#### [Problem details]
Without changing a single word, write out every entry.

---------- Dataset entries

//! CSV output for price paths

use std::io::Write;
use std::path::Path;
use super::PricePathPoint;

/// Write points with a `year,bullish,neutral,bearish,index,barrier` header
pub fn write_price_path<W: Write>(writer: W, points: &[PricePathPoint]) -> Result<(), csv::Error> {
    let mut csv_writer = csv::Writer::from_writer(writer);
    for point in points {
        csv_writer.serialize(point)?;
    }
    csv_writer.flush()?;
    Ok(())
}

/// Write points to a file
pub fn write_price_path_file<P: AsRef<Path>>(path: P, points: &[PricePathPoint]) -> Result<(), csv::Error> {
    let file = std::fs::File::create(path)?;
    write_price_path(file, points)
}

--------------------

#### [Result]
//! CSV output for price paths

use std::io::Write;
use std::path::Path;
use super::PricePathPoint;

/// Write points with a `year,bullish,neutral,bearish,index,barrier` header
pub fn write_price_path<W: Write>(writer: W, points: &[PricePathPoint]) -> Result<(), csv::Error> {
    let mut csv_writer = csv::Writer::from_writer(writer);
    for point in points {
        csv_writer.serialize(point)?;
    }
    csv_writer.flush()?;
    Ok(())
}

/// Write points to a file
pub fn write_price_path_file<P: AsRef<Path>>(path: P, points: &[PricePathPoint]) -> Result<(), csv::Error> {
    let file = std::fs::File::create(path)?;
    write_price_path(file, points)
}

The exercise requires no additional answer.